The first and main thing that investigators concluded in the report was the cabin pressurization mode selector that should have been set to AUTO but the overhead panel recovered from the crash site indicated that switch was set to MAN (Manual). Flight crew is required to run through the checklist before start-up and after takeoff but they failed to check the cabin pressurization and did not correct its position. A green light next to the pressurization knob indicates it’s been set to manual and it should have been perceived by the pilots but they failed to notice both the green light and the knob.
After takeoff, the cabin altitude warning horn was sounded but they interpreted it as a takeoff configuration warning and continued their climb which clearly indicates that they were unaware of the cabin pressurization.
There was a conversation between the ground engineer and the crew of flight 522. The ground engineer had previously inspected the aircraft’s pressurization; therefore, he told the pilot to check if pressurization was set to AUTO but possibly the captain had already started to experience symptoms of hypoxia due to which he couldn’t understand the directions of the ground engineer over the radio.
Eventually, the master caution was activated for around 53 seconds and most likely they identified it as inadequate cooling of the equipment to be the reason for it.
The fighter jet pilot told the investigators that the flight officer was slumped over the yolk and he was not wearing his oxygen mask which raises another question that despite the chaos and oxygen deficiency, why the flight officer did not wear his oxygen mask?
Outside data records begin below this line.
use axum::extract::{Path, Query, State};
use axum::http::StatusCode;
use axum::Json;
use chrono::NaiveDate;
use serde::Deserialize;
use uuid::Uuid;

use crate::app::AppState;
use crate::authz::Principal;
use crate::errors::{AppError, AppResult};
use crate::models::planner::{
    PhotoCreateRequest, PhotoMeta, PlannerEntry, PlannerEntryUpdateRequest,
    PlannerEntryWithSchedules,
};

const DEFAULT_HISTORY_DAYS: i64 = 7;

#[derive(Debug, Deserialize)]
pub struct HistoryQuery {
    pub limit: Option<i64>,
}

#[utoipa::path(
    get,
    path = "/planner/{store_id}/{date}",
    tag = "Planner",
    params(
        ("store_id" = Uuid, Path, description = "Store id"),
        ("date" = String, Path, description = "Calendar day, YYYY-MM-DD")
    ),
    responses(
        (status = 200, description = "Planner entry for the day, created on first read", body = PlannerEntryWithSchedules),
        (status = 403, description = "Store not accessible")
    )
)]
pub async fn get_or_create(
    State(state): State<AppState>,
    principal: Principal,
    Path((store_id, date)): Path<(Uuid, String)>,
) -> AppResult<Json<PlannerEntryWithSchedules>> {
    let date = parse_date(&date)?;
    let entry = state
        .repo()
        .get_or_create_entry(&principal, store_id, date)
        .await?;
    Ok(Json(entry))
}

#[utoipa::path(
    get,
    path = "/planner/{store_id}/history",
    tag = "Planner",
    params(
        ("store_id" = Uuid, Path, description = "Store id"),
        ("limit" = Option<i64>, Query, description = "Max entries, default 7")
    ),
    responses((status = 200, description = "Recent entries, newest first", body = [PlannerEntry]))
)]
pub async fn history(
    State(state): State<AppState>,
    principal: Principal,
    Path(store_id): Path<Uuid>,
    Query(query): Query<HistoryQuery>,
) -> AppResult<Json<Vec<PlannerEntry>>> {
    let limit = query.limit.unwrap_or(DEFAULT_HISTORY_DAYS).clamp(1, 90);
    let entries = state
        .repo()
        .entry_history(&principal, store_id, limit)
        .await?;
    Ok(Json(entries))
}

#[utoipa::path(
    put,
    path = "/planner/{id}",
    tag = "Planner",
    params(("id" = Uuid, Path, description = "Planner entry id")),
    request_body = PlannerEntryUpdateRequest,
    responses(
        (status = 200, description = "Entry updated", body = PlannerEntry),
        (status = 404, description = "Entry absent or not visible")
    )
)]
pub async fn update_entry(
    State(state): State<AppState>,
    principal: Principal,
    Path(id): Path<Uuid>,
    Json(payload): Json<PlannerEntryUpdateRequest>,
) -> AppResult<Json<PlannerEntry>> {
    let entry = state.repo().update_entry(&principal, id, payload).await?;
    Ok(Json(entry))
}

#[utoipa::path(
    post,
    path = "/planner/{id}/photos",
    tag = "Planner",
    params(("id" = Uuid, Path, description = "Planner entry id")),
    request_body = PhotoCreateRequest,
    responses((status = 201, description = "Photo metadata recorded", body = PhotoMeta))
)]
pub async fn add_photo(
    State(state): State<AppState>,
    principal: Principal,
    Path(id): Path<Uuid>,
    Json(payload): Json<PhotoCreateRequest>,
) -> AppResult<(StatusCode, Json<PhotoMeta>)> {
    let photo = state.repo().add_photo(&principal, id, payload).await?;
    Ok((StatusCode::CREATED, Json(photo)))
}

#[utoipa::path(
    delete,
    path = "/planner/{id}/photos/{photo_id}",
    tag = "Planner",
    params(
        ("id" = Uuid, Path, description = "Planner entry id"),
        ("photo_id" = Uuid, Path, description = "Photo id")
    ),
    responses((status = 204, description = "Photo metadata removed"))
)]
pub async fn delete_photo(
    State(state): State<AppState>,
    principal: Principal,
    Path((id, photo_id)): Path<(Uuid, Uuid)>,
) -> AppResult<StatusCode> {
    state.repo().remove_photo(&principal, id, photo_id).await?;
    Ok(StatusCode::NO_CONTENT)
}

fn parse_date(raw: &str) -> AppResult<NaiveDate> {
    NaiveDate::parse_from_str(raw, "%Y-%m-%d")
        .map_err(|_| AppError::bad_request("date must be YYYY-MM-DD"))
}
The only possible reason to this could be that he was already incapacitated due to hypoxia before the masks were deployed.
The aircraft started descending when the left engine flamed out due to field depletion which was followed by the right engine a few minutes afterward. The structure of the aircraft was intact before the impact with the ground.
As a result of this accident, the FAA issued Airworthiness Directive (AD) for all Boeing 737 series and required all flight crews to implement the new and improved flight manual which emphasized on the pre-flight setup of the cabin pressurization system. Now, the EASA and ICAO both requires to record every communication with the aircraft and the aircraft manufacturers to record cabin altitude on Flight Data Recorder (FDR).
The department of Civil Aviation of Cyprus was upgraded to Civil Aviation Authority for being eligible for its independent funds for improving and upgrading the equipment to handle data effectively for safer skies.